The City of Mitcham is a local government area in the foothills of southern Adelaide, South Australia. Within its bounds is Flinders University, South Australia's second largest, and the notable, affluent suburb of Springfield which contains some of the city's most expensive properties.

==History==

Before the arrival of European settlers, the Kaurna people lived in the region. The first Europeans to settle in the area were a group of sailors who jumped ship in 1837 and founded a settlement at Coromandel Valley as a hiding place. Mitcham village was established on Brown Hill Creek in 1840, named after Mitcham, a village in Surrey.

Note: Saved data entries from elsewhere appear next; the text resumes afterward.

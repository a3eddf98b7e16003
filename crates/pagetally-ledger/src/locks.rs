// SPDX-License-Identifier: PMPL-1.0-or-later
// Copyright (c) 2026 Jonathan D.A. Jewell (hyperpolymath) <jonathan.jewell@open.ac.uk>
//
// Pessimistic per-entity locks.
//
// A lock is keyed by entity kind and id and is held by an `EntityGuard`
// until the owning transaction commits or rolls back (the guard is dropped).
// Waiting is bounded: a request that cannot be granted within the timeout
// fails with `LockFailed` instead of being retried.

use std::collections::HashSet;
use std::sync::{Arc, Condvar, Mutex};
use std::time::{Duration, Instant};

use pagetally_core::error::{PageTallyError, Result};
use tracing::{debug, warn};

/// Identifies one lockable entity.
#[derive(Debug, Clone, Copy, PartialEq, Eq, Hash)]
pub struct EntityKey {
    pub kind: &'static str,
    pub id: i64,
}

impl std::fmt::Display for EntityKey {
    fn fmt(&self, f: &mut std::fmt::Formatter<'_>) -> std::fmt::Result {
        write!(f, "{} {}", self.kind, self.id)
    }
}

#[derive(Debug, Default)]
struct Inner {
    held: Mutex<HashSet<EntityKey>>,
    released: Condvar,
}

/// Registry of currently held entity locks.
#[derive(Debug, Clone, Default)]
pub struct EntityLocks {
    inner: Arc<Inner>,
}

impl EntityLocks {
    pub fn new() -> Self {
        Self::default()
    }

    /// Block until `key` is free (or `timeout` passes) and take it.
    pub fn acquire(&self, key: EntityKey, timeout: Duration) -> Result<EntityGuard> {
        let deadline = Instant::now() + timeout;
        let mut held = self
            .inner
            .held
            .lock()
            .map_err(|_| PageTallyError::LockFailed(format!("{key}: registry poisoned")))?;

        while held.contains(&key) {
            let now = Instant::now();
            if now >= deadline {
                warn!(%key, timeout_ms = timeout.as_millis() as u64, "entity lock timed out");
                return Err(PageTallyError::LockFailed(key.to_string()));
            }
            let (guard, _) = self
                .inner
                .released
                .wait_timeout(held, deadline - now)
                .map_err(|_| PageTallyError::LockFailed(format!("{key}: registry poisoned")))?;
            held = guard;
        }

        held.insert(key);
        debug!(%key, "entity lock acquired");
        Ok(EntityGuard {
            inner: Arc::clone(&self.inner),
            key,
        })
    }

    /// Whether `key` is currently held by anyone.
    pub fn is_held(&self, key: EntityKey) -> bool {
        self.inner
            .held
            .lock()
            .map(|held| held.contains(&key))
            .unwrap_or(false)
    }
}

/// Releases its entity lock on drop.
#[derive(Debug)]
pub struct EntityGuard {
    inner: Arc<Inner>,
    key: EntityKey,
}

impl EntityGuard {
    pub fn key(&self) -> EntityKey {
        self.key
    }
}

impl Drop for EntityGuard {
    fn drop(&mut self) {
        let mut held = match self.inner.held.lock() {
            Ok(held) => held,
            Err(poisoned) => poisoned.into_inner(),
        };
        held.remove(&self.key);
        drop(held);
        self.inner.released.notify_all();
        debug!(key = %self.key, "entity lock released");
    }
}
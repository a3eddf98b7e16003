// SPDX-License-Identifier: PMPL-1.0-or-later
// Copyright (c) 2026 Jonathan D.A. Jewell (hyperpolymath) <jonathan.jewell@open.ac.uk>
//
// PageTally ledger: accounts, append-only transactions, credit limits and
// the persistence contract they are stored through.

pub mod accounts;
pub mod ledger;
pub mod locks;
pub mod sqlite;
pub mod stats;
pub mod store;

pub use accounts::{BatchReport, aggregate_group_templates};
pub use ledger::{JobCharge, Ledger, TrxDetails, balance_sufficient};
pub use locks::{EntityGuard, EntityKey, EntityLocks};
pub use sqlite::SqliteLedgerStore;
pub use stats::{DocStats, StatFamily, StatsRegistry};
pub use store::{LedgerStore, LedgerTx};
//! 幂等标记存储
//!
//! 标记键形如 `{prefix}:notification:{personId}:{year}`，由worker的幂等闸门拼接。

pub mod memory_store;
pub mod redis_store;

pub use memory_store::InMemoryIdempotencyStore;
pub use redis_store::RedisIdempotencyStore;
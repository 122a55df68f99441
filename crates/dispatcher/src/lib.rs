//! 到期扫描
//!
//! [`DueItemScanner`] 每个周期查询一次到期用户并逐个投递到分发队列，
//! [`DispatcherService`] 按固定间隔驱动扫描直到收到关闭信号。

pub mod scanner;
pub mod service;

pub use scanner::{DueItemScanner, ScanReport};
pub use service::DispatcherService;
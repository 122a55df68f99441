use axum::{
    extract::rejection::JsonRejection,
    http::StatusCode,
    response::{IntoResponse, Response},
    Json,
};
use birthday_core::NotifierError;
use serde_json::json;
use tracing::error;

#[derive(Debug, thiserror::Error)]
pub enum ApiError {
    #[error("服务错误: {0}")]
    Notifier(#[from] NotifierError),

    #[error("请求体格式错误: {0}")]
    InvalidBody(#[from] JsonRejection),
}

impl ApiError {
    fn parts(&self) -> (StatusCode, String, &'static str) {
        match self {
            ApiError::Notifier(NotifierError::PersonNotFound { id }) => (
                StatusCode::NOT_FOUND,
                format!("用户 {id} 不存在"),
                "PERSON_NOT_FOUND",
            ),
            ApiError::Notifier(NotifierError::Validation(msg)) => (
                StatusCode::BAD_REQUEST,
                format!("请求参数验证失败: {msg}"),
                "VALIDATION_ERROR",
            ),
            ApiError::InvalidBody(rejection) => (
                StatusCode::BAD_REQUEST,
                format!("请求数据格式错误: {}", rejection.body_text()),
                "BAD_REQUEST",
            ),
            ApiError::Notifier(_) => (
                StatusCode::INTERNAL_SERVER_ERROR,
                "系统内部错误".to_string(),
                "INTERNAL_ERROR",
            ),
        }
    }
}

impl IntoResponse for ApiError {
    fn into_response(self) -> Response {
        let (status, message, error_type) = self.parts();
        if status.is_server_error() {
            error!("请求处理失败: {}", self);
        }

        let body = Json(json!({
            "success": false,
            "error": {
                "message": message,
                "type": error_type,
                "code": status.as_u16(),
                "timestamp": chrono::Utc::now().to_rfc3339(),
            }
        }));

        (status, body).into_response()
    }
}

pub type ApiResult<T> = Result<T, ApiError>;

#[cfg(test)]
mod tests {
    use super::*;

    #[test]
    fn test_not_found_maps_to_404() {
        let response = ApiError::from(NotifierError::person_not_found("p-1")).into_response();
        assert_eq!(response.status(), StatusCode::NOT_FOUND);
    }

    #[test]
    fn test_validation_maps_to_400() {
        let response =
            ApiError::from(NotifierError::Validation("firstName 不能为空".to_string())).into_response();
        assert_eq!(response.status(), StatusCode::BAD_REQUEST);
    }

    #[test]
    fn test_backend_errors_map_to_500() {
        for err in [
            NotifierError::MessageQueue("down".to_string()),
            NotifierError::Cache("down".to_string()),
            NotifierError::Internal("boom".to_string()),
        ] {
            let response = ApiError::from(err).into_response();
            assert_eq!(response.status(), StatusCode::INTERNAL_SERVER_ERROR);
        }
    }
}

The council was founded on 10 May 1853 as the District Council of Mitcham and was the first local government area formally founded in South Australia after the City of Adelaide. The council initially covered an area of 108 square kilometres, stretching from the Adelaide Park Lands in the north to Mount Barker Road in the east, with the Sturt River forming the southern boundary. It lost the part of the council west of South Road to the District Council of Brighton (later the City of Marion) on 19 December 1854. In 1871, Unley and surrounding areas were severed from the Mitcham council to create the Corporate Town of Unley. It lost another area on 25 October 1883, when portions of the council around Stirling were detached to form the new District Council of Stirling.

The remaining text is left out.